Given such factors as our strategic direction to become a more food-focused company, certain management issues and the perception of increasing sectoral risks, the Board eventually determined to forego further marketing efforts and approve the proposed transactions as soon as practicable after management finalized the material terms. In each case, Board approval occurred shortly before closing, and we did not enter into the sale agreements until closing. In the meantime, our ongoing review under SFAS 144 did not result in an impairment in our Automotive Segment except for the product lines discussed above. For these reasons, we determined that the losses did not occur until closing.
Timeline #2 – Glassware and Candles Segment (relevant to responses 9 and 10 below):
    November 2005 – We engaged an investment banking firm to assist in exploring alternatives with respect to our consumer and floral glassware operations. This effort was deemed prudent given higher input costs, growing competition and the planning horizon necessary to accommodate large capital expenditures forecast several years in the future.
 
    Spring and Summer of 2006 – We explored the possible sale of our glassware operations. We determined that market interest did not meet our expectations.
 
    March 2007 – We announced the closure of our industrial glass operations, largely due to a declining customer base.
 
    Spring 2007 – An inquiry from a potential strategic buyer sparked a renewed sales effort of the consumer and floral glass operations.
 
    November 2007 – After lengthy negotiations and specific Board approval of all material terms, we completed the sale of the consumer and floral glass business.
 
    August 2008 – We reported in our Form 10-K that we do not expect further progress on our strategic evaluation of our candle operations under current market conditions.

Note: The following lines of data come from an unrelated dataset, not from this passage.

//! Host-independent view of a dispatched DOM event.

use indexmap::IndexMap;

/// Fields every host event already carries. Detail properties may not shadow them.
const BUILT_IN_FIELDS: &[&str] = &[
    "type",
    "target",
    "currentTarget",
    "bubbles",
    "cancelable",
    "defaultPrevented",
    "timeStamp",
    "dispatchFlag",
];

/// The element an event was dispatched at.
#[derive(Debug, Clone, Default, PartialEq, Eq)]
pub struct TargetNode {
    tag: String,
    attributes: IndexMap<String, String>,
}

impl TargetNode {
    /// Create a target for an element with the given tag name.
    pub fn new(tag: impl Into<String>) -> Self {
        Self {
            tag: tag.into(),
            attributes: IndexMap::new(),
        }
    }

    /// Add an attribute to the target.
    pub fn with_attribute(mut self, name: impl Into<String>, value: impl Into<String>) -> Self {
        self.attributes.insert(name.into(), value.into());
        self
    }

    /// Lower-case tag name of the element.
    pub fn tag(&self) -> &str {
        &self.tag
    }

    /// Look up an attribute value.
    pub fn attribute(&self, name: &str) -> Option<&str> {
        self.attributes.get(name).map(String::as_str)
    }

    /// Iterate over the element's attributes in document order.
    pub fn attributes(&self) -> impl Iterator<Item = (&str, &str)> + '_ {
        self.attributes
            .iter()
            .map(|(name, value)| (name.as_str(), value.as_str()))
    }
}

/// An event as seen by listeners registered on the host document.
#[derive(Debug, Clone, PartialEq)]
pub struct HostEvent {
    event_type: String,
    target: Option<TargetNode>,
    detail: IndexMap<String, String>,
    synthetic: bool,
}

impl HostEvent {
    /// Create an event of the given type with no target.
    pub fn new(event_type: impl Into<String>) -> Self {
        Self {
            event_type: event_type.into(),
            target: None,
            detail: IndexMap::new(),
            synthetic: false,
        }
    }

    /// Create an event fired by library code rather than by the user agent.
    pub fn synthetic(event_type: impl Into<String>) -> Self {
        Self {
            synthetic: true,
            ..Self::new(event_type)
        }
    }

    /// Set the element the event is dispatched at.
    pub fn with_target(mut self, target: TargetNode) -> Self {
        self.target = Some(target);
        self
    }

    /// Attach a detail property.
    ///
    /// Properties that collide with a built-in event field or with a
    /// property that was already attached are ignored.
    pub fn with_detail(mut self, key: impl Into<String>, value: impl Into<String>) -> Self {
        let key = key.into();
        if BUILT_IN_FIELDS.contains(&key.as_str()) || self.detail.contains_key(&key) {
            tracing::trace!(key = %key, "detail property shadows an existing field, ignored");
            return self;
        }
        self.detail.insert(key, value.into());
        self
    }

    pub fn event_type(&self) -> &str {
        &self.event_type
    }

    pub fn target(&self) -> Option<&TargetNode> {
        self.target.as_ref()
    }

    /// Look up a detail property.
    pub fn detail(&self, key: &str) -> Option<&str> {
        self.detail.get(key).map(String::as_str)
    }

    pub fn details(&self) -> impl Iterator<Item = (&str, &str)> + '_ {
        self.detail.iter().map(|(k, v)| (k.as_str(), v.as_str()))
    }

    /// Whether the event was dispatched programmatically.
    pub fn is_synthetic(&self) -> bool {
        self.synthetic
    }
}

9.   We note you classified the $6.4 million loss from your disposal of certain consumer and floral glass operating assets in cost of sales. Explain to us your basis for this classification. As part of your response, describe the assets disposed. Also, explain how you considered the guidance of SFAS 144, paragraphs 41 through 43. In this regard, we note that you refer to these disposed assets as businesses, and that you disclose discrete amounts of related net sales.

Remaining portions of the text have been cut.